Nov 30, 2016 06:12 AM EST
Here's the Real Reason Why Adults Like Adult Coloring Books
Adults seem to be indulging over geometric patterns, animal designs, and gripping landscapes offered by the books.
(Photo : Photo by Oli Scarff/Getty Images)

Adult coloring books appear to be taking the world by storm. Adults appear to be indulging over geometric patterns, animal designs and gripping landscapes offered by the books. However, the question remains: just what is it with these books that make them so appealing?

It appears publishers are targeting grown-ups who want a new way to relax, clear minds and even cope with different emotions. According to Psychology Today, it's hard to prove if such a concept is a marketing fad given that there is little research on the effect of coloring in the psychology of people. However, experts such as Ben Michaelis said distress comes from external pressures or internal fear of things one can't control. This is why he recommends the same coloring books to some of his clients.

He said that coloring engages them in a "highly-structured" activity that is not goal-oriented. This allows clients to focus on something more manageable and experience less distress.

Even if coloring doesn't help people process negative feelings, according to the Guardian, it does offer an effective form of relief and as an effective method to de-stress. 

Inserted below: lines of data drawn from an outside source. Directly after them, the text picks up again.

impl Presenter {
    pub fn new(width: usize, height: usize) -> Self {
        Self {
            width,
            height,
            surface: vec![0; width * height],
            policy: ScalePolicy::Aspect,
            sharpness: Sharpness::Nearest,
            scanlines: false,
            aspect: 0.0,
            src: Vec::new(),
            src_w: 0,
            src_h: 0,
            rect: Rect::default(),
            x_lut: Vec::new(),
            lut_key: (0, 0, ScalePolicy::Aspect, 0),
            toast: None,
        }
    }

    pub fn set_aspect(&mut self, aspect: f32) {
        self.aspect = aspect;
    }

    pub fn size(&self) -> (usize, usize) {
        (self.width, self.height)
    }

    pub fn surface(&self) -> &[u32] {
        &self.surface
    }

    pub fn rect(&self) -> Rect {
        self.rect
    }

    pub fn has_frame(&self) -> bool {
        !self.src.is_empty()
    }

    /// Copy of the current surface, used to freeze the menu backdrop.
    pub fn snapshot(&self) -> Vec<u32> {
        self.surface.clone()
    }

    pub fn restore(&mut self, snapshot: &[u32]) {
        if snapshot.len() == self.surface.len() {
            self.surface.copy_from_slice(snapshot);
        }
    }

    pub fn present(&mut self, frame: &Frame) {
        let pixels = frame.to_packed_xrgb();

        if pixels.len() != frame.width * frame.height {
            warn!(
                "frame geometry mismatch: {}x{} vs {} pixels",
                frame.width,
                frame.height,
                pixels.len()
            );
            return;
        }

        self.src = pixels;
        self.src_w = frame.width;
        self.src_h = frame.height;
        self.blit();
    }

    /// Dupe frame: the core sent a null buffer, the previous frame is
    /// presented again.
    pub fn present_previous(&mut self) {
        if self.has_frame() {
            self.blit();
        }
    }

    fn blit(&mut self) {
        self.refresh_lut();

        let rect = self.rect;

        if rect.w == 0 || rect.h == 0 {
            return;
        }

        self.surface.fill(0);

        for dy in 0..rect.h {
            let sy = ((dy as u64 * self.src_h as u64) / rect.h as u64) as usize;
            let src_row = &self.src[sy * self.src_w..(sy + 1) * self.src_w];
            let dst_start = (rect.y + dy) * self.width + rect.x;
            let dst_row = &mut self.surface[dst_start..dst_start + rect.w];

            match self.sharpness {
                Sharpness::Nearest => {
                    for (dx, out) in dst_row.iter_mut().enumerate() {
                        *out = src_row[(self.x_lut[dx] >> 16) as usize];
                    }
                }
                Sharpness::Soft => {
                    for (dx, out) in dst_row.iter_mut().enumerate() {
                        let pos = self.x_lut[dx];
                        let sx = (pos >> 16) as usize;
                        let frac = pos & 0xFFFF;
                        let a = src_row[sx];
                        let b = src_row[(sx + 1).min(self.src_w - 1)];

                        *out = lerp_pixel(a, b, frac);
                    }
                }
            }

            if self.scanlines && (rect.y + dy) % 2 == 1 {
                for pixel in dst_row.iter_mut() {
                    *pixel = (*pixel >> 1) & 0x007F_7F7F;
                }
            }
        }
    }

    /// The rect and the per-column source table are derived once per
    /// geometry or policy change, never per pixel.
    fn refresh_lut(&mut self) {
        let key = (self.src_w, self.src_h, self.policy, self.aspect.to_bits());

        if key == self.lut_key && !self.x_lut.is_empty() {
            return;
        }

        self.lut_key = key;
        self.rect = fit_rect(
            self.src_w,
            self.src_h,
            self.aspect,
            self.width,
            self.height,
            self.policy,
        );
        self.x_lut = (0..self.rect.w)
            .map(|dx| ((dx as u64 * self.src_w as u64 * FRAC_ONE as u64) / self.rect.w as u64) as u32)
            .collect();
    }

    /// Geometry changed mid-session; next blit re-derives the rect.
    pub fn invalidate_rect(&mut self) {
        self.x_lut.clear();
    }

    pub fn clear(&mut self) {
        self.surface.fill(0);
    }

    /// Darkens the whole surface, used under menu text.
    pub fn dim(&mut self) {
        for pixel in &mut self.surface {
            *pixel = (*pixel >> 2) & 0x003F_3F3F;
        }
    }

    pub fn fill_rect(&mut self, rect: Rect, color: u32) {
        for y in rect.y..(rect.y + rect.h).min(self.height) {
            let row = &mut self.surface[y * self.width..y * self.width + self.width];

            for pixel in &mut row[rect.x..(rect.x + rect.w).min(self.width)] {
                *pixel = color;
            }
        }
    }

    /// 8x8 bitmap text at an integer scale.
    pub fn draw_text(&mut self, x: usize, y: usize, scale: usize, color: u32, text: &str) {
        let mut pen_x = x;

        for ch in text.chars() {
            let glyph = BASIC_LEGACY.get(ch as usize).unwrap_or(&BASIC_LEGACY[b'?' as usize]);

            for (row, bits) in glyph.iter().enumerate() {
                for col in 0..8 {
                    if bits >> col & 1 == 0 {
                        continue;
                    }

                    for sy in 0..scale {
                        for sx in 0..scale {
                            let px = pen_x + col * scale + sx;
                            let py = y + row * scale + sy;

                            if px < self.width && py < self.height {
                                self.surface[py * self.width + px] = color;
                            }
                        }
                    }
                }
            }

            pen_x += 8 * scale;
        }
    }

    pub fn text_width(scale: usize, text: &str) -> usize {
        text.chars().count() * 8 * scale
    }

    pub fn set_toast(&mut self, text: impl Into<String>, now_us: u64) {
        self.toast = Some(Toast {
            text: text.into(),
            until_us: now_us + TOAST_US,
        });
    }

    /// HUD and toast pass, drawn after the frame blit.
    pub fn draw_overlays(&mut self, hud: &Hud, now_us: u64) {
        let mut line = String::new();

        if let Some(fps) = hud.fps {
            line.push_str(&format!("{fps:5.1} "));
        }

        if hud.fast_forward {
            line.push_str(">> ");
        }

        if let Some(slot) = hud.slot {
            line.push_str(&format!("S{slot} "));
        }

        if let Some(battery) = hud.battery {
            line.push_str(&format!("{battery:3}%"));
        }

        if !line.is_empty() {
            let x = self.width.saturating_sub(Self::text_width(1, &line) + 4);
            self.draw_text(x, 4, 1, 0x00FF_FF00, &line);
        }

        if let Some(toast) = self.toast.take() {
            if toast.until_us > now_us {
                self.fill_rect(
                    Rect {
                        x: 0,
                        y: 0,
                        w: self.width,
                        h: 16,
                    },
                    0x0020_2020,
                );
                self.draw_text(4, 4, 1, 0x00FF_FFFF, &toast.text);
                self.toast = Some(toast);
            }
        }
    }
}

fn lerp_pixel(a: u32, b: u32, frac: u32) -> u32 {
    let t = frac >> 8;
    let inv = 256 - t;

    let rb = ((a & 0x00FF_00FF) * inv + (b & 0x00FF_00FF) * t) >> 8;
    let g = ((a & 0x0000_FF00) * inv + (b & 0x0000_FF00) * t) >> 8;

    (rb & 0x00FF_00FF) | (g & 0x0000_FF00)
}

#[cfg(test)]
mod tests {
    use super::*;

    fn frame_565(pixels: &[u16], width: usize, height: usize) -> Frame {
        Frame {
            buffer: pixels.iter().flat_map(|p| p.to_le_bytes()).collect(),
            width,
            height,
            pitch: width * 2,
            pixel_format: PixelFormat::RGB565,
        }
    }

    #[test]
    fn rgb565_conversion_expands_channels() {
        let frame = frame_565(&[0xF800, 0x07E0, 0x001F, 0xFFFF], 4, 1);
        let pixels = frame.to_packed_xrgb();

        assert_eq!(pixels, vec![0x00FF_0000, 0x0000_FF00, 0x0000_00FF, 0x00FF_FFFF]);
    }

    #[test]
    fn pitch_padding_is_cropped() {
        let mut buffer = vec![0u8; 2 * 3];
        buffer[0] = 0x1F; // one blue pixel, rest is padding
        let frame = Frame {
            buffer,
            width: 1,
            height: 1,
            pitch: 6,
            pixel_format: PixelFormat::RGB565,
        };

        assert_eq!(frame.to_packed_xrgb().len(), 1);
    }

    #[test]
    fn native_policy_centers_integer_scale() {
        let rect = fit_rect(160, 144, 0.0, 640, 480, ScalePolicy::Native);

        assert_eq!(rect, Rect {
            x: (640 - 480) / 2,
            y: (480 - 432) / 2,
            w: 480,
            h: 432,
        });
    }

    #[test]
    fn aspect_policy_letterboxes() {
        let rect = fit_rect(160, 144, 160.0 / 144.0, 640, 480, ScalePolicy::Aspect);

        assert_eq!(rect.h, 480);
        assert!(rect.w < 640);
        assert_eq!(rect.y, 0);
        assert!(rect.x > 0);
    }

    #[test]
    fn oversized_source_falls_back_to_aspect_fit() {
        let rect = fit_rect(1280, 960, 0.0, 640, 480, ScalePolicy::Native);

        assert!(rect.w <= 640 && rect.h <= 480);
        assert!(rect.w > 0 && rect.h > 0);
    }

    #[test]
    fn fullscreen_policy_covers_surface() {
        let rect = fit_rect(160, 144, 0.0, 640, 480, ScalePolicy::Fullscreen);

        assert_eq!(rect, Rect {
            x: 0,
            y: 0,
            w: 640,
            h: 480,
        });
    }

    #[test]
    fn blit_fills_rect_with_nearest_pixels() {
        let mut presenter = Presenter::new(8, 8);
        presenter.policy = ScalePolicy::Fullscreen;

        let frame = frame_565(&[0xF800, 0x001F, 0xF800, 0x001F], 2, 2);
        presenter.present(&frame);

        assert_eq!(presenter.rect(), Rect {
            x: 0,
            y: 0,
            w: 8,
            h: 8,
        });

        let surface = presenter.surface();
        assert_eq!(surface[0], 0x00FF_0000);
        assert_eq!(surface[7], 0x0000_00FF);
        assert_eq!(surface[8 * 7], 0x00FF_0000);
    }

    #[test]
    fn scanlines_darken_odd_rows() {
        let mut presenter = Presenter::new(4, 4);
        presenter.policy = ScalePolicy::Fullscreen;
        presenter.scanlines = true;

        let frame = frame_565(&[0xFFFF], 1, 1);
        presenter.present(&frame);

        let surface = presenter.surface();
        assert_eq!(surface[0], 0x00FF_FFFF);
        assert!(surface[4] < 0x00FF_FFFF);
    }

    #[test]
    fn toast_expires_after_timeout() {
        let mut presenter = Presenter::new(64, 32);
        presenter.set_toast("saved", 0);

        presenter.draw_overlays(
            &Hud {
                fps: None,
                slot: None,
                fast_forward: false,
                battery: None,
            },
            TOAST_US + 1,
        );

        assert!(presenter.toast.is_none());
    }
}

The books appear to have less-obvious benefits as well. For instance, an older study in Psychological Science showed that people who took breaks on problem solving by engaging in a "deliberately easy activity" will have increased mind wandering and perform better in subsequent tasks.

According to CNN, this mental pit stop, some in the form of coloring sessions, can help people "de-stress" and set them up for upcoming challenges. Other activities such as repetitive penciling can increase concentration as well. 

The Psychology Today article added that a 2009 study even found out that people who shaded in shapes while listening to a recorded message remembered more details than those who did not. Claire Zedelius, a creativity researcher at the University of California, said coloring may inspire a "relatively mindful state" with some mind watering. 

Either way, coloring appears to be its own reward. Michaelis said that there's an inherent worth in artistic pursuits, as the "act of creating" says there is something inside us that has value. These range from nostalgic feelings to affirmation.